Fancy leaving this place [Mountstuart] at its very best, in order to be jammed in a stuffy back garden in London, in a hollow surrounded by houses, for hours on a midsummer's afternoon.
THE GREAT HALL, MOUNTSTUART
I see astrologically that Mars has a good deal to say with regard to the *******;[[14]] it may possibly mean sunstroke or apoplexy as well as dynamite. Really one would think they ought to provide not only an ambulance tent and nurses, but also a dead-house and a competent staff of undertakers.[[15]]
William Skene, the eminent Celtic scholar and historiographer-royal for Scotland, had proposed writing an article for the Review on the question of reunion between the Episcopalian and Presbyterian Churches; and this gave Bute an opportunity of ventilating his deep-seated animosity against what he considered the hopelessly Erastian element inherent in, and (as he believed) essential to, Anglicanism. He wrote from Raby Castle on October 11, 1887:
If Dr. Skene advocates Bishop Wordsworth's views, he is likely to find himself strongly controverted in the next number. What the Bishop means by reunion is the unconditional surrender of the Scottish nation to a foreign body, whose marriages form 2 per cent. of those celebrated in Scotland. This seems to me simply insane impertinence. A reunion between Presbyterians and Catholics looks to me far less unlikely; for the very essence of the Presbyterian position—that the sacramental character of Order belongs only to the presbyterate, the episcopate being merely its full exercise—is at least a discutable[[16]] question with us, and we are already agreed on Christ's Divine Headship "on earth as it is in heaven": whereas the Anglicans have nailed their colours to the mast on the first point, and have abandoned every shred of Catholic principle on the second. Their doing this last is indeed the sole reason why they exist at all, either in England or in Scotland.

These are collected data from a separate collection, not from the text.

use std::collections::HashMap;
use std::path::Path;

use lnu_protocol::{parse_document, LexicalEntry, MatchField, ReviewItem, DATA_SCHEMA_VERSION};
use serde::Deserialize;

use crate::error::{LexiconError, Result};
use crate::normalize;
use crate::sentence::{phrase_key, tokenize};

const BUILTIN_LEXICON: &str = include_str!("../../../data/lexicon.json");

#[derive(Debug, Deserialize)]
#[serde(deny_unknown_fields)]
struct RawLexicon {
    #[serde(default)]
    schema_version: Option<u32>,
    #[serde(default)]
    name: Option<String>,
    #[serde(default)]
    entries: Vec<LexicalEntry>,
}

/// Ordered, read-only collection of lexical entries.
///
/// Scans are linear and first-match: when two entries share a normalized key,
/// the one that appears earlier in the source document always wins.
#[derive(Debug, Clone)]
pub struct Lexicon {
    name: String,
    entries: Vec<LexicalEntry>,
    max_phrase_words: usize,
}

impl Lexicon {
    /// The seed lexicon compiled into the binary.
    #[must_use]
    pub fn bundled() -> Self {
        Self::from_bytes("bundled", BUILTIN_LEXICON.as_bytes())
            .expect("bundled lexicon must parse")
    }

    pub fn from_file(path: &Path) -> Result<Self> {
        let bytes = std::fs::read(path).map_err(|source| LexiconError::Io {
            path: path.to_path_buf(),
            source,
        })?;
        let fallback_name = path
            .file_stem()
            .and_then(|stem| stem.to_str())
            .unwrap_or("lexicon");
        Self::from_bytes(fallback_name, &bytes)
    }

    pub fn from_bytes(name: &str, bytes: &[u8]) -> Result<Self> {
        let raw: RawLexicon = parse_document(bytes).map_err(|err| LexiconError::Parse {
            name: name.to_string(),
            message: format!("{err:#}"),
        })?;

        if let Some(version) = raw.schema_version {
            if version != DATA_SCHEMA_VERSION {
                return Err(LexiconError::UnsupportedSchema(version));
            }
        }

        let name = raw
            .name
            .filter(|n| !n.trim().is_empty())
            .unwrap_or_else(|| name.to_string());
        Self::from_entries(name, raw.entries)
    }

    /// Builds a lexicon from already-parsed entries, validating each one.
    pub fn from_entries(name: impl Into<String>, entries: Vec<LexicalEntry>) -> Result<Self> {
        for (index, entry) in entries.iter().enumerate() {
            validate_entry(index, entry)?;
        }
        warn_on_suspicious_entries(&entries);

        let max_phrase_words = entries
            .iter()
            .flat_map(|e| [e.surface.as_deref(), Some(e.lemma.as_str())])
            .flatten()
            .filter_map(reachable_phrase_len)
            .max()
            .unwrap_or(1)
            .max(1);

        let lexicon = Self {
            name: name.into(),
            entries,
            max_phrase_words,
        };
        log::debug!(
            "Loaded lexicon '{}' with {} entries",
            lexicon.name,
            lexicon.entries.len()
        );
        Ok(lexicon)
    }

    #[must_use]
    pub fn name(&self) -> &str {
        &self.name
    }

    #[must_use]
    pub fn entries(&self) -> &[LexicalEntry] {
        &self.entries
    }

    #[must_use]
    pub fn len(&self) -> usize {
        self.entries.len()
    }

    #[must_use]
    pub fn is_empty(&self) -> bool {
        self.entries.is_empty()
    }

    /// Longest surface/lemma key, in tokens, that a tokenized sentence can
    /// rebuild. Keys with punctuation such as "Kataq (yellow stage)" never
    /// count.
    #[must_use]
    pub const fn max_phrase_words(&self) -> usize {
        self.max_phrase_words
    }

    /// Exact, case-insensitive match against `surface`, then `lemma`.
    ///
    /// Blank queries return `None` without scanning.
    #[must_use]
    pub fn lookup(&self, query: &str) -> Option<&LexicalEntry> {
        let normalized = normalize(query);
        if normalized.is_empty() {
            return None;
        }
        self.find(MatchField::Surface, &normalized)
            .or_else(|| self.find(MatchField::Lemma, &normalized))
    }

    /// First entry whose `field` equals an already-normalized key.
    #[must_use]
    pub fn find(&self, field: MatchField, normalized: &str) -> Option<&LexicalEntry> {
        self.entries
            .iter()
            .find(|entry| field_value(entry, field).is_some_and(|v| normalize(v) == normalized))
    }

    /// First entry whose `field` contains an already-normalized needle.
    #[must_use]
    pub fn find_containing(&self, field: MatchField, needle: &str) -> Option<&LexicalEntry> {
        self.entries
            .iter()
            .find(|entry| field_value(entry, field).is_some_and(|v| normalize(v).contains(needle)))
    }

    /// Entries whose analysis is provisional or structurally incomplete.
    #[must_use]
    pub fn review_queue(&self) -> Vec<ReviewItem> {
        self.entries
            .iter()
            .filter(|entry| entry.needs_review || entry.is_incomplete())
            .map(ReviewItem::from_entry)
            .collect()
    }
}

fn field_value(entry: &LexicalEntry, field: MatchField) -> Option<&str> {
    match field {
        MatchField::Surface => entry.surface.as_deref(),
        MatchField::Lemma => Some(entry.lemma.as_str()),
        MatchField::Gloss => Some(entry.gloss.as_str()),
    }
}

fn reachable_phrase_len(key: &str) -> Option<usize> {
    let tokens = tokenize(key);
    let rebuilt = phrase_key(&tokens.join(" "));
    (!tokens.is_empty() && rebuilt == phrase_key(key)).then_some(tokens.len())
}

fn validate_entry(index: usize, entry: &LexicalEntry) -> Result<()> {
    if entry.lemma.trim().is_empty() {
        return Err(LexiconError::InvalidEntry {
            index,
            reason: "lemma must not be empty".to_string(),
        });
    }
    if entry.gloss.trim().is_empty() {
        return Err(LexiconError::InvalidEntry {
            index,
            reason: format!("gloss must not be empty (lemma '{}')", entry.lemma),
        });
    }
    Ok(())
}

fn warn_on_suspicious_entries(entries: &[LexicalEntry]) {
    let mut seen: HashMap<String, usize> = HashMap::new();
    for (index, entry) in entries.iter().enumerate() {
        for key in [entry.surface.as_deref(), Some(entry.lemma.as_str())]
            .into_iter()
            .flatten()
        {
            let key = normalize(key);
            if key.is_empty() {
                continue;
            }
            match seen.get(&key) {
                Some(&first) if first != index => log::warn!(
                    "Lexicon key '{key}' appears in entries #{first} and #{index}; #{first} wins"
                ),
                Some(_) => {}
                None => {
                    seen.insert(key, index);
                }
            }
        }

        if entry.is_incomplete() && !entry.needs_review {
            log::warn!(
                "Lexicon entry '{}' is incomplete ({}) but not marked for review",
                entry.lemma,
                entry.incomplete_fields().join(", ")
            );
        }
    }
}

The withers of the historiographer-royal were probably quite unwrung by this rather polemical outburst, the fact being that Dr. Skene had (as he himself mildly explained) no sympathy at all with Bishop Wordsworth's views on reunion, which his article was designed not to support but to confute.[[17]]
[[1]] The vintage of 1885 was also a very good one. "The Mayor of Cardiff," Bute noted in his diary in July, 1892, "has bought three dozen of my 1885 wine—like, but in his opinion better (and I really think it is) than, my Falernian here."
[[2]] It may be worth while to point out that the suggested Welsh name for the wine is based on a mistaken etymology. The word "Swanbridge" has nothing to do with swans, but is from the Norse or Danish proper name Sweyn (Swegen, Swain or Svend). The narrow neck of land connecting the place, at low tide, with the island of Sully is the "bridge" or "brigg" forming the second half of the word. Norse names are common all along the south coast of Glamorgan.